E o mais encantador disso é que o exercício da empatia tem conexão com a maturação do ser humano e com os processos vitais experienciados ao longo de sua historia e assimilados pelo seu saber afetivo das coisas. Essa assimilação afetiva é particular para cada individuo, mas é sabido que uma educação pautada em princípios de respeito, de amor e de cuidado à alteridade tem efeitos mais eficazes no desenvolvimento humano. Educar na empatia é, ao mesmo tempo, educar para as relações de amor e de cuidado e exercer ela mesma em seu processo de aplicação na educação. Não há como ser desrespeitoso e educar no respeito, como não há possibilidade de educar na empatia sendo antipático.

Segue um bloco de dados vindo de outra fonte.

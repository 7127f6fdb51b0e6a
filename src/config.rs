//! Configuration for the tiered store, rate limiter, and reaper.
//!
//! Every field can be set programmatically, deserialized with serde, or
//! loaded from `STRATAKV_*` environment variables via [`StoreConfig::from_env`].

use serde::{Deserialize, Serialize};

use crate::error::{Error, Result};

/// Configuration for a [`TieredStore`](crate::store::TieredStore).
#[derive(Debug, Clone, Serialize, Deserialize)]
pub struct StoreConfig {
    /// Prefix prepended to every key before it reaches a tier backend.
    #[serde(default = "default_namespace")]
    pub namespace: String,

    /// TTL applied when a `set` carries no explicit TTL, in seconds.
    /// `None` means entries without a TTL never expire by age.
    #[serde(default)]
    pub default_ttl_secs: Option<u64>,

    /// Enable the shared (networked) tier.
    #[serde(default = "default_true")]
    pub shared_enabled: bool,

    /// Enable the durable (relational) tier.
    #[serde(default = "default_true")]
    pub durable_enabled: bool,

    /// Connection URL for the shared tier (e.g. `redis://127.0.0.1:6379`).
    #[serde(default)]
    pub shared_url: Option<String>,

    /// Connection URL for the durable tier (e.g. `postgres://...`).
    #[serde(default)]
    pub durable_url: Option<String>,

    /// Per-call timeout for shared/durable tier operations, in milliseconds.
    /// A timed-out call is treated the same as an unreachable backend.
    #[serde(default = "default_backend_timeout_ms")]
    pub backend_timeout_ms: u64,

    /// Attempt count for shared-tier operations before giving up.
    #[serde(default = "default_shared_retries")]
    pub shared_retries: u32,

    /// Capacity of the in-process tier in bytes.
    #[serde(default = "default_memory_capacity")]
    pub memory_capacity_bytes: u64,

    /// Route durable writes through the write-behind queue instead of
    /// awaiting them on the hot path.
    #[serde(default = "default_true")]
    pub durable_write_behind: bool,

    /// Depth of the durable write-behind queue.
    #[serde(default = "default_write_behind_depth")]
    pub write_behind_depth: usize,

    /// Default rate-limit window length, in milliseconds.
    #[serde(default = "default_window_ms")]
    pub default_window_ms: u64,

    /// Default maximum requests per window.
    #[serde(default = "default_max_requests")]
    pub default_max_requests: u64,

    /// Reaper settings.
    #[serde(default)]
    pub reaper: ReaperConfig,
}

impl Default for StoreConfig {
    fn default() -> Self {
        Self {
            namespace: default_namespace(),
            default_ttl_secs: None,
            shared_enabled: true,
            durable_enabled: true,
            shared_url: None,
            durable_url: None,
            backend_timeout_ms: default_backend_timeout_ms(),
            shared_retries: default_shared_retries(),
            memory_capacity_bytes: default_memory_capacity(),
            durable_write_behind: true,
            write_behind_depth: default_write_behind_depth(),
            default_window_ms: default_window_ms(),
            default_max_requests: default_max_requests(),
            reaper: ReaperConfig::default(),
        }
    }
}

/// Reaper scheduling and retention settings.
#[derive(Debug, Clone, Serialize, Deserialize)]
pub struct ReaperConfig {
    /// Interval between reaper runs, in seconds.
    #[serde(default = "default_cleanup_interval_secs")]
    pub cleanup_interval_secs: u64,

    /// Retention for audit-style durable rows, in seconds. This is a
    /// separate policy from cache TTL: audit rows outlive their windows.
    #[serde(default = "default_audit_retention_secs")]
    pub audit_retention_secs: u64,
}

impl Default for ReaperConfig {
    fn default() -> Self {
        Self {
            cleanup_interval_secs: default_cleanup_interval_secs(),
            audit_retention_secs: default_audit_retention_secs(),
        }
    }
}

fn default_namespace() -> String {
    "stratakv".to_string()
}

fn default_true() -> bool {
    true
}

fn default_backend_timeout_ms() -> u64 {
    2_000
}

fn default_shared_retries() -> u32 {
    3
}

fn default_memory_capacity() -> u64 {
    256 * 1024 * 1024 // 256MB
}

fn default_write_behind_depth() -> usize {
    4096
}

fn default_window_ms() -> u64 {
    60_000
}

fn default_max_requests() -> u64 {
    100
}

fn default_cleanup_interval_secs() -> u64 {
    60
}

fn default_audit_retention_secs() -> u64 {
    30 * 24 * 3600 // 30 days
}

impl StoreConfig {
    /// Load configuration from `STRATAKV_*` environment variables, falling
    /// back to defaults for anything unset. Malformed values fail fast with
    /// [`Error::Config`] rather than being silently ignored.
    pub fn from_env() -> Result<Self> {
        let mut config = Self::default();

        if let Some(v) = read_env("STRATAKV_NAMESPACE") {
            config.namespace = v;
        }
        if let Some(v) = read_env("STRATAKV_DEFAULT_TTL_SECS") {
            config.default_ttl_secs = Some(parse_env("STRATAKV_DEFAULT_TTL_SECS", &v)?);
        }
        if let Some(v) = read_env("STRATAKV_SHARED_ENABLED") {
            config.shared_enabled = parse_env("STRATAKV_SHARED_ENABLED", &v)?;
        }
        if let Some(v) = read_env("STRATAKV_DURABLE_ENABLED") {
            config.durable_enabled = parse_env("STRATAKV_DURABLE_ENABLED", &v)?;
        }
        if let Some(v) = read_env("STRATAKV_SHARED_URL") {
            config.shared_url = Some(v);
        }
        if let Some(v) = read_env("STRATAKV_DURABLE_URL") {
            config.durable_url = Some(v);
        }
        if let Some(v) = read_env("STRATAKV_BACKEND_TIMEOUT_MS") {
            config.backend_timeout_ms = parse_env("STRATAKV_BACKEND_TIMEOUT_MS", &v)?;
        }
        if let Some(v) = read_env("STRATAKV_SHARED_RETRIES") {
            config.shared_retries = parse_env("STRATAKV_SHARED_RETRIES", &v)?;
        }
        if let Some(v) = read_env("STRATAKV_MEMORY_CAPACITY_BYTES") {
            config.memory_capacity_bytes = parse_env("STRATAKV_MEMORY_CAPACITY_BYTES", &v)?;
        }
        if let Some(v) = read_env("STRATAKV_WRITE_BEHIND") {
            config.durable_write_behind = parse_env("STRATAKV_WRITE_BEHIND", &v)?;
        }
        if let Some(v) = read_env("STRATAKV_DEFAULT_WINDOW_MS") {
            config.default_window_ms = parse_env("STRATAKV_DEFAULT_WINDOW_MS", &v)?;
        }
        if let Some(v) = read_env("STRATAKV_DEFAULT_MAX_REQUESTS") {
            config.default_max_requests = parse_env("STRATAKV_DEFAULT_MAX_REQUESTS", &v)?;
        }
        if let Some(v) = read_env("STRATAKV_CLEANUP_INTERVAL_SECS") {
            config.reaper.cleanup_interval_secs = parse_env("STRATAKV_CLEANUP_INTERVAL_SECS", &v)?;
        }
        if let Some(v) = read_env("STRATAKV_AUDIT_RETENTION_SECS") {
            config.reaper.audit_retention_secs = parse_env("STRATAKV_AUDIT_RETENTION_SECS", &v)?;
        }

        Ok(config)
    }

    /// Per-call timeout as a `Duration`.
    pub fn backend_timeout(&self) -> std::time::Duration {
        std::time::Duration::from_millis(self.backend_timeout_ms)
    }
}

fn read_env(name: &str) -> Option<String> {
    std::env::var(name).ok().filter(|v| !v.is_empty())
}

fn parse_env<T: std::str::FromStr>(name: &str, value: &str) -> Result<T> {
    value
        .parse()
        .map_err(|_| Error::Config(format!("invalid value for {}: {:?}", name, value)))
}

#[cfg(test)]
mod tests {
    use super::*;

    #[test]
    fn test_defaults() {
        let config = StoreConfig::default();
        assert_eq!(config.namespace, "stratakv");
        assert_eq!(config.backend_timeout_ms, 2_000);
        assert_eq!(config.shared_retries, 3);
        assert!(config.shared_enabled);
        assert!(config.durable_enabled);
        assert!(config.durable_write_behind);
        assert_eq!(config.default_ttl_secs, None);
        assert_eq!(config.reaper.cleanup_interval_secs, 60);
    }

    #[test]
    fn test_audit_retention_is_distinct_from_cleanup_interval() {
        let config = ReaperConfig::default();
        assert!(config.audit_retention_secs > config.cleanup_interval_secs);
    }

    #[test]
    fn test_parse_env_rejects_garbage() {
        let result: Result<u64> = parse_env("STRATAKV_BACKEND_TIMEOUT_MS", "not-a-number");
        assert!(matches!(result, Err(Error::Config(_))));
    }

    #[test]
    fn test_serde_round_trip() {
        let config = StoreConfig::default();
        let json = serde_json::to_string(&config).unwrap();
        let parsed: StoreConfig = serde_json::from_str(&json).unwrap();
        assert_eq!(parsed.namespace, config.namespace);
        assert_eq!(parsed.memory_capacity_bytes, config.memory_capacity_bytes);
    }

    #[test]
    fn test_from_env_defaults_when_unset() {
        // None of the STRATAKV_* variables are set in the test environment
        // for these two names; pick obscure ones to be safe.
        std::env::remove_var("STRATAKV_NAMESPACE");
        std::env::remove_var("STRATAKV_SHARED_RETRIES");
        let config = StoreConfig::from_env().unwrap();
        assert_eq!(config.shared_retries, 3);
    }
}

Fizemos toda essa volta reflexiva para chegarmos ao ponto de partida do fazer artístico de Lacerdine neste mundo diverso. Como artista inserido na realidade, ele tem a empatia como fator primevo de transformação e de criação artística.
Os artistas fazem parte do ínterim universal e, de um modo ou de outro, transformam a experiência do mundo em uma obra que se conectará com outros viventes, ávidos por sentido. Por esse motivo, não é raro ouvirmos dizer que os artistas têm sensibilidade em relação ao ambiente e que, por meio dela, são capazes de materializar ideias e emoções em obras de arte, conectando outras pessoas que vibram na mesma sintonia da arte criada.
Assim sendo, poderíamos dizer que os caminhos que conduzem a uma arte autêntica, dotada de sentido para si e para os outros, estão conectados à empatia e à alteridade para com as causas socioambientais e humanitárias, pulsando para serem ouvidas, transcendidas e transcritas pela arte. Lacerdine acredita firmemente que toda produção artística quer ser mecanismo de transformação de vidas e existências.